== Segment start ==

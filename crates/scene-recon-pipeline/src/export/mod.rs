//! Export of a retained scene to a GLB artifact.
//!
//! An export applies the user's post-processing choices to a working copy
//! of the masks, builds either a point cloud or a mesh from the valid
//! pixels, adds camera frustums, moves everything into the canonical frame
//! and writes `{name}_{pointcloud|mesh}.glb`.
//!
//! The only change made to the scene is storing the transformed
//! confidence threshold, so exporting twice with the same options yields
//! the same geometry.

mod frame;
mod frustum;
mod geometry;
mod glb;

pub use frame::{canonical_transform, first_camera_correction};
pub use frustum::camera_frustum;
pub use geometry::{Mesh, PointCloud, mesh_from_views};
pub use glb::{GlbNode, encode_glb, write_glb};

use std::fs;
use std::path::{Path, PathBuf};

use anyhow::{Context, Result, ensure};
use serde::{Deserialize, Serialize};

use scene_recon_core::{CameraColors, DEFAULT_MIN_CONF_THR, Mat4, Real, SceneState};

use crate::postprocess::{
    DepthCleanup, HsvSkySegmenter, MaskedGeometry, SkySegmenter, compute_masks,
};

/// Default frustum base width in world units.
pub const DEFAULT_CAMERA_SIZE: Real = 0.05;

/// What an export produces.
#[derive(Debug, Clone, Copy, PartialEq, Eq, Serialize, Deserialize)]
#[serde(rename_all = "snake_case")]
pub enum GeometryKind {
    PointCloud,
    Mesh,
}

impl GeometryKind {
    /// Suffix used in the artifact file name.
    pub fn suffix(self) -> &'static str {
        match self {
            Self::PointCloud => "pointcloud",
            Self::Mesh => "mesh",
        }
    }
}

/// User-facing export controls.
#[derive(Debug, Clone, PartialEq, Serialize, Deserialize)]
#[serde(default)]
pub struct ExportOptions {
    /// Raw confidence threshold, transformed by the scene before masking.
    pub threshold: Real,
    pub as_point_cloud: bool,
    pub mask_sky: bool,
    pub clean_depth: bool,
    /// Skip camera frustums.
    pub transparent_cameras: bool,
    /// Frustum base width in world units.
    pub camera_size: Real,
    pub camera_colors: CameraColors,
}

impl Default for ExportOptions {
    fn default() -> Self {
        Self {
            threshold: DEFAULT_MIN_CONF_THR,
            as_point_cloud: false,
            mask_sky: false,
            clean_depth: false,
            transparent_cameras: false,
            camera_size: DEFAULT_CAMERA_SIZE,
            camera_colors: CameraColors::default(),
        }
    }
}

impl ExportOptions {
    pub fn kind(&self) -> GeometryKind {
        if self.as_point_cloud {
            GeometryKind::PointCloud
        } else {
            GeometryKind::Mesh
        }
    }

    /// # Errors
    ///
    /// Returns an error for a negative or non-finite threshold or camera size.
    pub fn validate(&self) -> Result<()> {
        ensure!(
            self.threshold.is_finite() && self.threshold >= 0.0,
            "threshold must be a non-negative number (got {})",
            self.threshold
        );
        ensure!(
            self.camera_size.is_finite() && self.camera_size > 0.0,
            "camera_size must be positive (got {})",
            self.camera_size
        );
        Ok(())
    }

    /// Options that change which pixels are kept.
    pub(crate) fn mask_key(&self) -> (u64, bool, bool) {
        (self.threshold.to_bits(), self.mask_sky, self.clean_depth)
    }
}

/// Result of a successful export.
#[derive(Debug, Clone, PartialEq, Serialize, Deserialize)]
pub struct ExportSummary {
    pub path: PathBuf,
    pub kind: GeometryKind,
    /// Valid pixels over all views after post-processing.
    pub masked_points: usize,
    /// Vertices in the main geometry (points for a point cloud).
    pub vertices: usize,
    /// Triangles in the main geometry (0 for a point cloud).
    pub faces: usize,
    pub cameras: usize,
}

/// Geometry of one export, before encoding.
#[derive(Debug, Clone, PartialEq)]
pub struct SceneGeometry {
    pub kind: GeometryKind,
    pub cloud: PointCloud,
    pub mesh: Mesh,
    pub cameras: Vec<Mesh>,
}

impl SceneGeometry {
    /// Build the exported geometry from `masked` in world coordinates.
    ///
    /// # Errors
    ///
    /// Returns an error if the masks do not match the scene.
    pub fn build(scene: &SceneState, masked: &MaskedGeometry, opts: &ExportOptions) -> Result<Self> {
        let kind = opts.kind();
        let (cloud, mesh) = match kind {
            GeometryKind::PointCloud => (
                PointCloud::from_masked(scene.points(), scene.images(), &masked.masks)?,
                Mesh::default(),
            ),
            GeometryKind::Mesh => (
                PointCloud::default(),
                mesh_from_views(scene.points(), scene.images(), &masked.masks)?,
            ),
        };

        let cameras = if opts.transparent_cameras {
            Vec::new()
        } else {
            (0..scene.num_views())
                .map(|v| {
                    camera_frustum(
                        &scene.poses()[v],
                        scene.focals()[v],
                        scene.images()[v].size(),
                        opts.camera_size,
                        opts.camera_colors.color_for(v),
                    )
                })
                .collect()
        };

        Ok(Self {
            kind,
            cloud,
            mesh,
            cameras,
        })
    }

    pub fn transform(&mut self, m: &Mat4) {
        self.cloud.transform(m);
        self.mesh.transform(m);
        for cam in &mut self.cameras {
            cam.transform(m);
        }
    }

    fn into_nodes(self) -> Vec<GlbNode> {
        let mut nodes = Vec::with_capacity(1 + self.cameras.len());
        match self.kind {
            GeometryKind::PointCloud => nodes.push(GlbNode::Points {
                name: "pointcloud".into(),
                cloud: self.cloud,
            }),
            GeometryKind::Mesh => nodes.push(GlbNode::Triangles {
                name: "mesh".into(),
                mesh: self.mesh,
            }),
        }
        for (i, mesh) in self.cameras.into_iter().enumerate() {
            nodes.push(GlbNode::Triangles {
                name: format!("camera_{i}"),
                mesh,
            });
        }
        nodes
    }
}

/// Path of the artifact an export with `kind` writes.
pub fn artifact_path(outdir: &Path, name: &str, kind: GeometryKind) -> PathBuf {
    outdir.join(format!("{name}_{}.glb", kind.suffix()))
}

/// Export with the default sky segmenter. See [`export_scene_with`].
///
/// # Errors
///
/// See [`export_scene_with`].
pub fn export_scene(
    scene: Option<&mut SceneState>,
    outdir: &Path,
    name: &str,
    opts: &ExportOptions,
) -> Result<Option<ExportSummary>> {
    export_scene_with(scene, outdir, name, opts, &HsvSkySegmenter::default())
}

/// Write the scene as a GLB artifact into `outdir`.
///
/// Returns `Ok(None)` without touching the filesystem when there is no
/// scene. Empty masks produce a valid artifact with no geometry.
///
/// # Errors
///
/// Returns an error for invalid options, a failing sky segmenter, a
/// singular first pose, or a failed write.
pub fn export_scene_with(
    scene: Option<&mut SceneState>,
    outdir: &Path,
    name: &str,
    opts: &ExportOptions,
    sky: &dyn SkySegmenter,
) -> Result<Option<ExportSummary>> {
    let Some(scene) = scene else {
        log::debug!("export of '{name}' skipped: no reconstructed scene");
        return Ok(None);
    };
    opts.validate()?;
    ensure!(scene.num_views() > 0, "cannot export a scene without views");

    let thr = scene.apply_threshold(opts.threshold);
    let masked = compute_masks(
        scene,
        opts.clean_depth.then(DepthCleanup::default),
        opts.mask_sky.then_some(sky),
    )?;

    let mut geometry = SceneGeometry::build(scene, &masked, opts)?;
    geometry.transform(&canonical_transform(&scene.poses()[0])?);

    let summary_base = (
        geometry.kind,
        match geometry.kind {
            GeometryKind::PointCloud => geometry.cloud.len(),
            GeometryKind::Mesh => geometry.mesh.vertices.len(),
        },
        geometry.mesh.num_faces(),
        geometry.cameras.len(),
    );

    fs::create_dir_all(outdir)
        .with_context(|| format!("failed to create output directory {}", outdir.display()))?;
    let path = artifact_path(outdir, name, geometry.kind);
    write_glb(&path, &geometry.into_nodes())?;

    let (kind, vertices, faces, cameras) = summary_base;
    log::info!(
        "exported {} ({} valid pixels at threshold {:.3}, {vertices} vertices, {faces} faces)",
        path.display(),
        masked.count(),
        thr
    );
    Ok(Some(ExportSummary {
        path,
        kind,
        masked_points: masked.count(),
        vertices,
        faces,
        cameras,
    }))
}

#[cfg(test)]
mod tests {
    use super::*;
    use crate::test_utils::SyntheticScene;
    use tempfile::TempDir;

    #[test]
    fn missing_scene_is_a_no_op() {
        let dir = TempDir::new().unwrap();
        let out = dir.path().join("never-created");
        let res = export_scene(None, &out, "x", &ExportOptions::default()).unwrap();
        assert!(res.is_none());
        assert!(!out.exists());
    }

    #[test]
    fn threshold_is_stored_transformed() {
        let dir = TempDir::new().unwrap();
        let mut scene = SyntheticScene::orbit(2, 6, 4).scene().unwrap();
        let opts = ExportOptions {
            threshold: 5.0,
            ..Default::default()
        };
        export_scene(Some(&mut scene), dir.path(), "s", &opts).unwrap();
        assert!((scene.min_conf_thr - 5.0_f64.ln()).abs() < 1e-12);
    }

    #[test]
    fn writes_named_artifacts() {
        let dir = TempDir::new().unwrap();
        let mut scene = SyntheticScene::orbit(2, 6, 4).scene().unwrap();
        let mesh = export_scene(Some(&mut scene), dir.path(), "box", &ExportOptions::default())
            .unwrap()
            .unwrap();
        assert_eq!(mesh.path, dir.path().join("box_mesh.glb"));
        assert_eq!(mesh.cameras, 2);
        assert!(mesh.faces > 0);

        let opts = ExportOptions {
            as_point_cloud: true,
            transparent_cameras: true,
            ..Default::default()
        };
        let cloud = export_scene(Some(&mut scene), dir.path(), "box", &opts)
            .unwrap()
            .unwrap();
        assert_eq!(cloud.path, dir.path().join("box_pointcloud.glb"));
        assert_eq!(cloud.cameras, 0);
        assert_eq!(cloud.vertices, cloud.masked_points);

        let (json, _) = glb::tests::parse(&fs::read(&cloud.path).unwrap());
        assert_eq!(json["nodes"].as_array().unwrap().len(), 1);
    }

    #[test]
    fn explicit_camera_colors_win() {
        let scene = SyntheticScene::orbit(3, 4, 4).scene().unwrap();
        let opts = ExportOptions {
            camera_colors: CameraColors {
                palette: vec![[1, 1, 1]],
                per_view: Some(vec![[9, 9, 9]]),
            },
            ..Default::default()
        };
        let masked = MaskedGeometry {
            masks: scene.masks(),
        };
        let geom = SceneGeometry::build(&scene, &masked, &opts).unwrap();
        assert_eq!(geom.cameras[0].colors[0], [9, 9, 9]);
        assert_eq!(geom.cameras[1].colors[0], [1, 1, 1]);
        assert_eq!(geom.cameras[2].colors[0], [1, 1, 1]);
    }

    #[test]
    fn invalid_options_are_rejected() {
        let dir = TempDir::new().unwrap();
        let mut scene = SyntheticScene::orbit(2, 4, 4).scene().unwrap();
        let opts = ExportOptions {
            camera_size: 0.0,
            ..Default::default()
        };
        assert!(export_scene(Some(&mut scene), dir.path(), "x", &opts).is_err());
    }
}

== Segment end ==

Activity => An exact transcription of the lines from the start of the listing through the line bearing "storing the transformed" is the whole answer.

Answer to this problem =>
filename crates/scene-recon-pipeline/src/export/mod.rs
//! Export of a retained scene to a GLB artifact.
//!
//! An export applies the user's post-processing choices to a working copy
//! of the masks, builds either a point cloud or a mesh from the valid
//! pixels, adds camera frustums, moves everything into the canonical frame
//! and writes `{name}_{pointcloud|mesh}.glb`.
//!
//! The only change made to the scene is storing the transformed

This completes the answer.